Cumhurbaşkanlığı seçimi konusunda ise Çelik, "Cumhurbaşkanlığı konusunda hiçbir endişeniz olmasın. Bu konuda ortaya görüş atanlar, keşke bu görüşlerini hukuk normları içerisinde, vatanseverlik duyguları içinde ortaya atsalar. Niyet hayır olsa, akıbet de hayır olur. Ama derdin o olmadığını hepimiz biliyoruz. Amaç, millette kamplaşma meydana getirmek. Dün, Erdoğan muhtar olamaz diyorlardı. Başbakan oldu da ne zarar etti bu millet? İstanbul'a belediye başkanı oldu da ne zarar etti bu millet? İstanbul'un suyu şimdi Kocaeli'ni suluyor. Erdoğan belediye başkanı olmasaydı, İstanbul susuz kalacaktı. Bırakın Kocaeli'ne su vermeyi, İstanbul susuz kalacaktı. Bu kadar açık. Nedir yani bu husumet, niye? Neden böyle bir bakış açısı var? Vatanseverlik kimin cebinde, kimin cüzdanında? Cumhuriyet, laiklik, hukuk devleti kimin malı? Hepimizin bunlar. Bu değerler 70 milyonun ortak değerleridir. İnsanları zenci-beyaz diye ayırmaya kimsenin hakkı yok" ifadelerini kullandı.
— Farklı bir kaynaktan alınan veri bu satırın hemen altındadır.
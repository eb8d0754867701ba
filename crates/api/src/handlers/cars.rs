//! Handler for the JSON car catalogue.

use axum::extract::Query;
use axum::Json;
use luxrent_core::catalogue::{self, Car};
use serde::Deserialize;

use crate::error::{AppError, AppResult};
use crate::middleware::auth::AuthSession;
use crate::response::DataResponse;

/// Longest accepted search string, in characters.
const MAX_QUERY_LEN: usize = 100;

#[derive(Debug, Default, Deserialize)]
pub struct CarQuery {
    /// Case-insensitive substring of the car name.
    pub q: Option<String>,
}

/// GET /api/v1/cars?q=
///
/// Lists the catalogue, optionally filtered by name. Requires a session.
pub async fn list_cars(
    AuthSession(_session): AuthSession,
    Query(params): Query<CarQuery>,
) -> AppResult<Json<DataResponse<Vec<Car>>>> {
    let query = params.q.unwrap_or_default();
    if query.chars().count() > MAX_QUERY_LEN {
        return Err(AppError::BadRequest(format!(
            "Search query must be at most {MAX_QUERY_LEN} characters"
        )));
    }

    Ok(Json(DataResponse {
        data: catalogue::filter(&query),
    }))
}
Çelik, üniversitelerde başörtüsü problemi ve gençlerin mecliste yerini almasıyla da ilgili değerlendirmelerde bulundu. "Bizim açık-kapalı diye bir derdimiz yok. Böyle bir tartışma bizim partimizde yaşanmamaktadır. İnancından dolayı bir insan başını örtüyorsa, o onun hakkıdır. O hakkıyla üniversitesini bitirmelidir. Yani şu memleketin Ayşelerinin Fatmalarının Bosna'ya, Avusturya'ya, Kıbrıs'a, başka ülkelere gitmesine nasıl yüreğiniz elveriyor, böyle bir şey olabilir mi?" diyen Çelik, gençlerin mecliste yerini almasıyla ilgili olarak da, "Türkiye'de 30 yaşın altında 20 milyona yakın nüfus var. Bu nüfusu barındıran bir ülkede seçme yaşı 18 ise seçilme yaşının da 25 olması gerekiyor. Üniversiteyi bitirmiş dinamik gençlerimizin siyasette kendilerini bulması gerekiyor. Ben inanıyorum ki 23. dönem meclesinde inşallah bizim partimizde 3-5 delikanlı olacak" dedi.
Çelik, terörist başı Öcalan'ın asılmasıyla ilgili ise şunları söyledi:
"Terörist başı Öcalan'ın asılması ya da asılmaması konusunda sizin yüreğinizde esen fırtınalarla benim, burada oturan arkadaşlarımın, Başbakan'ın yüreğinde esen fırtınaların farklı olduğunu mu düşünüyorsunuz? Farklı değil ki. Siz ne düşünüyorsanız ben de onu düşünüyorum. Arkadaşlarım da aynı. Terörist başının uzun süreli çeke çeke o hücrede hayatını bitirmesi, belki yüreklere daha çok su serpecektir. Onu da böyle hayra yormakta fayda vardır."